Here comes a thought

WHO: Tekhartha Zenyatta and Widowmaker
WHAT: post-Recall Widowmaker was captured by Overwatch and in the process of being deprogrammed.
WARNING(S): TBD


Talon had become fat with overconfidence in the later years of Overwatch's disbandment. Any organization however deep their roots went or whomever at the top of global market backed them should pride itself on public image. Power was a performance piece, and they had bungled their grand finale. All it took was one lucky shot and the loss of one of their premier agents for the house of cards they built themselves on to start tumbling down. Somewhere in the middle the United Nations woke up and under a temporary dispensation of the PETRAS Act - Overwatch was granted sanction to act in the best interests of international security.

All because the infamous Widowmaker took a potshot to the temple. One bullet could change the world, and this one broke open a decades long conspiracy that shed light on what broke the pylons keeping the original Overwatch together.

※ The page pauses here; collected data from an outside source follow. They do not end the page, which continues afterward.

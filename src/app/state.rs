//! Central application state.
//!
//! All mutable state lives here so that the rest of the app can be pure
//! functions over `&AppState` (rendering) or `&mut AppState` (event handling).

use chrono::NaiveTime;
use ratatui::layout::Rect;
use tokio::sync::mpsc::UnboundedSender;

use crate::config::AppConfig;
use crate::core::clock::MonotonicClock;
use crate::core::motion::PhysicsTuning;
use crate::core::selector::{ConfigError, Notify, Selector, SelectorConfig};

use super::event::WheelSignal;
use super::wheels::{self, Side, Wheel, WheelKind};

/// How long a haptic pulse stays visible.
const PULSE_MS: f64 = 140.0;

/// Which view / overlay is currently active.
#[derive(Debug, Clone, Copy, PartialEq, Eq, Default)]
pub enum ActiveView {
    #[default]
    Picker,
    SettingsMenu,
}

/// Top-level application state.
pub struct AppState {
    /// Start hour/minute/period, then end hour/minute/period.
    pub wheels: Vec<Wheel>,
    /// Wheel that keyboard input goes to.
    pub focused: usize,
    /// Wheel holding the current mouse drag, if any.
    pub dragging: Option<usize>,
    pub config: AppConfig,
    pub clock: MonotonicClock,
    pub active_view: ActiveView,
    pub settings_selected: usize,
    pub should_quit: bool,
    /// Set when the user confirmed rather than quit.
    pub confirmed: bool,
    /// An optional status message shown in the bottom bar.
    pub status_message: Option<String>,
    /// Last drawn terminal area, for mouse hit-testing.
    pub terminal_area: Rect,
}

impl AppState {
    pub fn new(
        config: AppConfig,
        start: NaiveTime,
        end: NaiveTime,
        signals: UnboundedSender<WheelSignal>,
    ) -> Result<Self, ConfigError> {
        let mut wheels = Vec::with_capacity(6);
        for (side, time) in [(Side::Start, start), (Side::End, end)] {
            let indices = wheels::indices_for(time);
            for (kind, index) in WheelKind::ALL.into_iter().zip(indices) {
                let slot = wheels.len();
                let selector = build_selector(&config, kind, index, slot, &signals)?;
                wheels.push(Wheel::new(side, kind, selector));
            }
        }

        Ok(Self {
            wheels,
            focused: 0,
            dragging: None,
            config,
            clock: MonotonicClock::new(),
            active_view: ActiveView::default(),
            settings_selected: 0,
            should_quit: false,
            confirmed: false,
            status_message: None,
            terminal_area: Rect::default(),
        })
    }

    pub fn now_ms(&self) -> f64 {
        self.clock.now_ms()
    }

    pub fn focused_wheel(&mut self) -> Option<&mut Wheel> {
        self.wheels.get_mut(self.focused)
    }

    /// `true` while any wheel is moving or a pulse is still showing.
    pub fn needs_frame(&self) -> bool {
        self.wheels
            .iter()
            .any(|w| w.selector.needs_frame() || w.is_pulsing())
    }

    /// Drive every animating wheel one frame forward.
    pub fn advance_frames(&mut self, now_ms: f64) {
        for wheel in &mut self.wheels {
            if wheel.selector.needs_frame() {
                wheel.selector.frame(now_ms);
            }
            if wheel.pulse_until_ms.is_some_and(|until| now_ms >= until) {
                wheel.pulse_until_ms = None;
            }
        }
    }

    pub fn apply_signal(&mut self, signal: WheelSignal, now_ms: f64) {
        match signal {
            WheelSignal::Committed { wheel, commit } => {
                let Some(w) = self.wheels.get_mut(wheel) else {
                    return;
                };
                w.live = commit.index;
                if commit.settled {
                    w.committed = commit.index;
                }
            }
            WheelSignal::Haptic { wheel } => {
                if let Some(w) = self.wheels.get_mut(wheel) {
                    w.pulse_until_ms = Some(now_ms + PULSE_MS);
                }
            }
        }
    }

    /// The time one side shows: settled values, or live ones when live
    /// preview is on.
    pub fn selected_time(&self, side: Side) -> Option<NaiveTime> {
        let mut indices = [0; 3];
        let group = self.wheels.iter().filter(|w| w.side == side);
        for (slot, wheel) in indices.iter_mut().zip(group) {
            *slot = if self.config.live_preview {
                wheel.live
            } else {
                wheel.committed
            };
        }
        wheels::time_from_indices(indices)
    }

    /// Jump every wheel of `side` to `time`.  Commits arrive through the
    /// signal channel like any other.
    pub fn set_side(&mut self, side: Side, time: NaiveTime) {
        let indices = wheels::indices_for(time);
        let group = self.wheels.iter_mut().filter(|w| w.side == side);
        for (wheel, index) in group.zip(indices) {
            wheel.selector.set_index(index as i64);
        }
    }

    /// Push the current snap duration into every selector.
    pub fn apply_snap_ms(&mut self) {
        let ms = self.config.snap_ms as f64;
        for wheel in &mut self.wheels {
            if let Err(err) = wheel.selector.set_snap_ms(ms) {
                tracing::warn!(%err, "rejected snap duration");
            }
        }
    }

    /// Write the config to disk, surfacing failures in the status bar.
    pub fn persist_config(&mut self) {
        if let Err(err) = self.config.save() {
            tracing::warn!(%err, "could not save config");
            self.status_message = Some(format!("Could not save config: {err}"));
        }
    }
}

fn build_selector(
    config: &AppConfig,
    kind: WheelKind,
    index: usize,
    slot: usize,
    signals: &UnboundedSender<WheelSignal>,
) -> Result<Selector, ConfigError> {
    let tuning = PhysicsTuning {
        wheel_quiet_ms: config.wheel_quiet_ms as f64,
        ..PhysicsTuning::default()
    };
    let mut selector = Selector::with_config(
        SelectorConfig::new(kind.value_count(), config.step_px)
            .initial_index(index as i64)
            .snap_ms(config.snap_ms as f64)
            .tuning(tuning),
    )?;

    let commits = signals.clone();
    selector.on_index_committed(Notify::Live, move |commit| {
        // The receiver only goes away on shutdown.
        let _ = commits.send(WheelSignal::Committed { wheel: slot, commit });
    });
    let pulses = signals.clone();
    selector.on_haptic(move || {
        let _ = pulses.send(WheelSignal::Haptic { wheel: slot });
    });
    Ok(selector)
}

#[cfg(test)]
mod tests {
    use tokio::sync::mpsc;

    use super::*;
    use crate::core::selector::Commit;

    fn hm(h: u32, m: u32) -> NaiveTime {
        NaiveTime::from_hms_opt(h, m, 0).unwrap()
    }

    #[test]
    fn wheels_start_on_the_requested_times() {
        let (tx, _rx) = mpsc::unbounded_channel();
        let state = AppState::new(AppConfig::default(), hm(9, 15), hm(17, 45), tx).unwrap();
        assert_eq!(state.wheels.len(), 6);
        assert_eq!(state.selected_time(Side::Start), Some(hm(9, 15)));
        assert_eq!(state.selected_time(Side::End), Some(hm(17, 45)));
        assert!(!state.needs_frame());
    }

    #[test]
    fn set_side_reports_through_the_channel() {
        let (tx, mut rx) = mpsc::unbounded_channel();
        let mut state = AppState::new(AppConfig::default(), hm(9, 0), hm(17, 0), tx).unwrap();

        state.set_side(Side::End, hm(22, 30));
        let mut haptics = 0;
        while let Ok(signal) = rx.try_recv() {
            if matches!(signal, WheelSignal::Haptic { .. }) {
                haptics += 1;
            }
            state.apply_signal(signal, 0.0);
        }

        assert_eq!(haptics, 3);
        assert_eq!(state.selected_time(Side::End), Some(hm(22, 30)));
        assert_eq!(state.selected_time(Side::Start), Some(hm(9, 0)));
        assert!(state.needs_frame());

        state.advance_frames(1_000.0);
        assert!(!state.needs_frame());
    }

    #[test]
    fn live_preview_reads_unsettled_indices() {
        let (tx, _rx) = mpsc::unbounded_channel();
        let mut state = AppState::new(AppConfig::default(), hm(9, 0), hm(17, 0), tx).unwrap();
        state.apply_signal(
            WheelSignal::Committed {
                wheel: 1,
                commit: Commit { index: 20, settled: false },
            },
            0.0,
        );
        assert_eq!(state.selected_time(Side::Start), Some(hm(9, 0)));
        state.config.live_preview = true;
        assert_eq!(state.selected_time(Side::Start), Some(hm(9, 20)));
    }
}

"Surface level concerns we should treat the potential onset of bradycardia," A voice ran over her like the crashing of waves on distant shore - far off and muted, "As of now we know the extent of her mental condition and physical abnormalities are the direct result of research stolen from our Watchpoint in Stuttgart. She was given over the to the custody of Overwatch and it is our responsibility that perhaps one its victims be granted peace."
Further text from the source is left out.